While more research will undoubtedly turn up more evidence, the pattern of NATO or Anglo-American active measures against key Russian periphery countries or against strategic Russian economic interests all within the same timespan suggests some kind of coordinated attack.
And it so happens that the targets of the attacks fit precisely to the outline of a major US military think tank report. In a 2019 research report to the US Army, the RAND corporation published a set of policy recommendations under the title, “Extending Russia: Competing from Advantageous Ground.” They note that by extending Russia they mean “nonviolent measures that could stress Russia’s military or economy or the regime’s political standing at home and abroad.” All of the above stress points certainly fill that description. More striking is the specific elaboration of possible stress points to “extend Russia,” that is to over-extend her.
The report specifically discusses what they call “Geopolitical Measures” to over-extend Russia. These include providing lethal aid to Ukraine; promoting regime change in Belarus; exploiting tensions in the South Caucasus; reduce Russian influence in Central Asia. It also includes proposals to weaken the Russian economy by challenging its gas and oil sectors.
Notably, these are the same areas of geopolitical turbulence within Russia’s strategic sphere of influence today. Specifically, on the Caucasus, RAND states, “Georgia, Azerbaijan, and Armenia were part of the Soviet Union, and Russia still maintains significant sway over the region today…” They note that, “Today, Russia recognizes both South Ossetia and Abkhazia as separate countries (one of the few governments to do so) and is committed to their defense…. The United States might also renew efforts to bring Georgia into NATO. Georgia has long sought NATO membership;…” Recall the cited remarks of NATO’s Stoltenberg to encourage Georgia joining NATO and demanding Russia give up recognition of South Ossetia and Abkhazia.

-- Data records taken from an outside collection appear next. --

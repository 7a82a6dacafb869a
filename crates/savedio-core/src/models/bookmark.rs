//! Bookmark model

use chrono::{DateTime, Local};
use serde::{Deserialize, Serialize};
use std::cmp::Ordering;
use std::fmt;
use uuid::Uuid;

use super::SortOrder;

/// `chrono` format of [`Bookmark::date`], e.g. `2017-03-02 13:08:41`.
///
/// The format is fixed width and zero padded, so string order matches
/// chronological order.
pub const DATE_FORMAT: &str = "%Y-%m-%d %H:%M:%S";

/// Identifier of a bookmark.
///
/// Server ids are opaque strings; bookmarks created while offline get a
/// UUID v7 string instead.
#[derive(Debug, Clone, PartialEq, Eq, Hash, PartialOrd, Ord, Serialize, Deserialize)]
#[serde(transparent)]
pub struct BookmarkId(String);

impl BookmarkId {
    /// Wrap an id assigned by the remote API
    pub fn new(id: impl Into<String>) -> Self {
        Self(id.into())
    }

    /// Generate a local id for a bookmark that never reached the server
    #[must_use]
    pub fn generate() -> Self {
        Self(Uuid::now_v7().to_string())
    }

    /// Get the string representation of this ID
    #[must_use]
    pub fn as_str(&self) -> &str {
        &self.0
    }
}

impl fmt::Display for BookmarkId {
    fn fmt(&self, f: &mut fmt::Formatter<'_>) -> fmt::Result {
        f.write_str(&self.0)
    }
}

impl From<&str> for BookmarkId {
    fn from(value: &str) -> Self {
        Self(value.to_string())
    }
}

impl From<String> for BookmarkId {
    fn from(value: String) -> Self {
        Self(value)
    }
}

/// A saved URL with its metadata
#[derive(Debug, Clone, PartialEq, Eq, Serialize, Deserialize)]
pub struct Bookmark {
    /// Unique identifier
    pub id: BookmarkId,
    /// Target URL (required)
    pub url: String,
    /// Display title
    pub title: String,
    /// Free-form notes
    pub notes: String,
    /// Creation date formatted with [`DATE_FORMAT`]
    pub date: String,
    /// Name of the list this bookmark belongs to, empty for none
    pub list_name: String,
    /// Favorite flag
    pub is_favorite: bool,
    /// Number of times the bookmark was opened
    pub click_counter: i64,
}

impl Bookmark {
    /// Create a bookmark stamped with a fresh local id and the current date
    #[must_use]
    pub fn new(url: impl Into<String>, title: impl Into<String>) -> Self {
        Self {
            id: BookmarkId::generate(),
            url: url.into(),
            title: title.into(),
            notes: String::new(),
            date: format_date(&Local::now()),
            list_name: String::new(),
            is_favorite: false,
            click_counter: 0,
        }
    }

    /// Whether the bookmark is a member of a list
    #[must_use]
    pub fn has_list(&self) -> bool {
        !self.list_name.is_empty()
    }

    /// Register one more click on this bookmark
    pub fn increment_click_counter(&mut self) {
        self.click_counter = self.click_counter.saturating_add(1);
    }
}

/// Format a timestamp the way bookmark dates are stored
#[must_use]
pub fn format_date(date_time: &DateTime<Local>) -> String {
    date_time.format(DATE_FORMAT).to_string()
}

/// Compare two bookmarks according to the given sort order.
///
/// Date and title orders put favorites first; click order is descending.
#[must_use]
pub fn compare_bookmarks(a: &Bookmark, b: &Bookmark, order: SortOrder) -> Ordering {
    match order {
        SortOrder::Clicks => b.click_counter.cmp(&a.click_counter),
        SortOrder::Date => favorites_first(a, b).then_with(|| a.date.cmp(&b.date)),
        SortOrder::Title => favorites_first(a, b).then_with(|| a.title.cmp(&b.title)),
    }
}

/// Sort bookmarks in place (stable)
pub fn sort_bookmarks(bookmarks: &mut [Bookmark], order: SortOrder) {
    bookmarks.sort_by(|a, b| compare_bookmarks(a, b, order));
}

fn favorites_first(a: &Bookmark, b: &Bookmark) -> Ordering {
    b.is_favorite.cmp(&a.is_favorite)
}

The RAND report also highlights the tensions between Armenia and Azerbaijan: ”Russia also plays a key role with Azerbaijan and Armenia, particularly over the disputed territory of Nagorno-Karabakh… the United States could push for a closer NATO relationship with Georgia and Azerbaijan, likely leading Russia to strengthen its military presence in South Ossetia, Abkhazia, Armenia, and southern Russia. Alternatively, the United States could try to induce Armenia to break with Russia.”

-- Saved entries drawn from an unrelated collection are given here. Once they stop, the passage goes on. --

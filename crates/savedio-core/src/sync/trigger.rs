//! Deciding when a reconciliation runs.

use std::time::Duration;

use tokio::sync::Mutex;
use tokio_util::sync::CancellationToken;

use super::{Reconciler, RemoteBookmarkSource, SyncOutcome, SyncReporter};
use crate::db::BookmarkStore;
use crate::util::unix_millis_now;

const HOUR: Duration = Duration::from_secs(60 * 60);

/// Result of a trigger call
#[derive(Debug, Clone, PartialEq, Eq)]
pub enum TriggerOutcome {
    /// A reconciliation ran to the given outcome
    Ran(SyncOutcome),
    /// The last successful sync is recent enough
    Fresh { last_sync: i64 },
    /// Another reconciliation was in flight; nothing was done
    AlreadyRunning,
}

/// Single-flight entry point to a [`Reconciler`].
///
/// Built once by the application and shared; at most one reconciliation
/// runs at a time and overlapping calls return immediately.
pub struct SyncTrigger<R, S, P> {
    reconciler: Reconciler<R, S, P>,
    in_flight: Mutex<()>,
}

impl<R, S, P> SyncTrigger<R, S, P>
where
    R: RemoteBookmarkSource,
    S: BookmarkStore,
    P: SyncReporter,
{
    pub fn new(reconciler: Reconciler<R, S, P>) -> Self {
        Self {
            reconciler,
            in_flight: Mutex::new(()),
        }
    }

    pub const fn reconciler(&self) -> &Reconciler<R, S, P> {
        &self.reconciler
    }

    /// Reconcile now, unless a reconciliation is already running.
    pub async fn trigger_immediate(&self, cancel: &CancellationToken) -> TriggerOutcome {
        let Ok(_running) = self.in_flight.try_lock() else {
            tracing::debug!("Synchronization already in flight");
            return TriggerOutcome::AlreadyRunning;
        };
        TriggerOutcome::Ran(self.reconciler.reconcile(cancel).await)
    }

    /// Reconcile when the last successful sync is older than `max_age`.
    pub async fn trigger_if_stale(
        &self,
        max_age: Duration,
        cancel: &CancellationToken,
    ) -> TriggerOutcome {
        let Ok(_running) = self.in_flight.try_lock() else {
            tracing::debug!("Synchronization already in flight");
            return TriggerOutcome::AlreadyRunning;
        };

        let last_sync = match self.reconciler.store().read_last_sync_time().await {
            Ok(last_sync) => last_sync,
            Err(error) => {
                tracing::warn!("Failed to read last sync time: {error}");
                0
            }
        };
        if !is_stale(last_sync, unix_millis_now(), max_age) {
            tracing::debug!(last_sync, "Bookmarks are fresh, skipping synchronization");
            return TriggerOutcome::Fresh { last_sync };
        }

        TriggerOutcome::Ran(self.reconciler.reconcile(cancel).await)
    }
}

fn is_stale(last_sync: i64, now: i64, max_age: Duration) -> bool {
    let max_age = i64::try_from(max_age.as_millis()).unwrap_or(i64::MAX);
    now.saturating_sub(last_sync) > max_age
}

/// Periodic synchronization window
#[derive(Debug, Clone, Copy, PartialEq, Eq)]
pub struct SyncSchedule {
    /// Maximum age of the local copy
    pub interval: Duration,
    /// Extra time a check may be postponed
    pub flex: Duration,
}

impl Default for SyncSchedule {
    fn default() -> Self {
        Self {
            interval: 24 * HOUR,
            flex: 8 * HOUR,
        }
    }
}

impl SyncSchedule {
    /// How long to wait before the next check after `outcome`.
    pub fn next_delay(&self, outcome: &TriggerOutcome, now: i64) -> Duration {
        match outcome {
            TriggerOutcome::Fresh { last_sync } => {
                let elapsed = u64::try_from(now.saturating_sub(*last_sync)).unwrap_or(0);
                let remaining = self
                    .interval
                    .saturating_sub(Duration::from_millis(elapsed));
                (remaining + Duration::from_secs(1)).min(self.interval + self.flex)
            }
            TriggerOutcome::AlreadyRunning => self.flex,
            TriggerOutcome::Ran(_) => self.interval,
        }
    }
}

/// Keep the local copy fresh until `cancel` fires.
pub async fn run_periodic<R, S, P>(
    trigger: &SyncTrigger<R, S, P>,
    schedule: SyncSchedule,
    cancel: &CancellationToken,
) where
    R: RemoteBookmarkSource,
    S: BookmarkStore,
    P: SyncReporter,
{
    tracing::info!(
        interval_secs = schedule.interval.as_secs(),
        flex_secs = schedule.flex.as_secs(),
        "Starting periodic synchronization"
    );

    loop {
        let outcome = trigger.trigger_if_stale(schedule.interval, cancel).await;
        if cancel.is_cancelled() {
            break;
        }

        let delay = schedule.next_delay(&outcome, unix_millis_now());
        tracing::info!("Next synchronization check in {}s", delay.as_secs());
        tokio::select! {
            () = cancel.cancelled() => break,
            () = tokio::time::sleep(delay) => {}
        }
    }

    tracing::info!("Periodic synchronization stopped");
}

In relation to current massive protests in Kyrgyzstan in Central Asia, RAND notes, “Russia is part of two economic ventures related to Central Asia: the EEU and the Belt and Road Initiative.” A pro-NATO regime change could throw a big barrier between Russia and China as well as within its EEU. As to economic pressures, the RAND report cites the possibility of pressuring the EU to abandon the NordStream-2 gas pipeline from Russia direct to Germany. The recent Navalny incident is creating growing pressure within the EU and even Germany to stop NordStream-2 as sanction for the Navalny affair. RAND notes, “In terms of extending Russia economically, the main benefit of creating supply alternatives to Russian gas is that it would lower Russian export revenues. The federal Russian budget is already stressed, leading to planned cuts in defense spending, and lowering gas revenues would stress the budget further.”
If we examine the growing pressures on Russia from the examples cited here and compare with the language of the 2019 RAND report it is clear that many of Russia’s current strategic problems are being deliberately engineered and orchestrated from the West, specifically from Washington and London. How Russia deals with this as well as certain future escalation of NATO pressures clearly presents a major geopolitical challenge.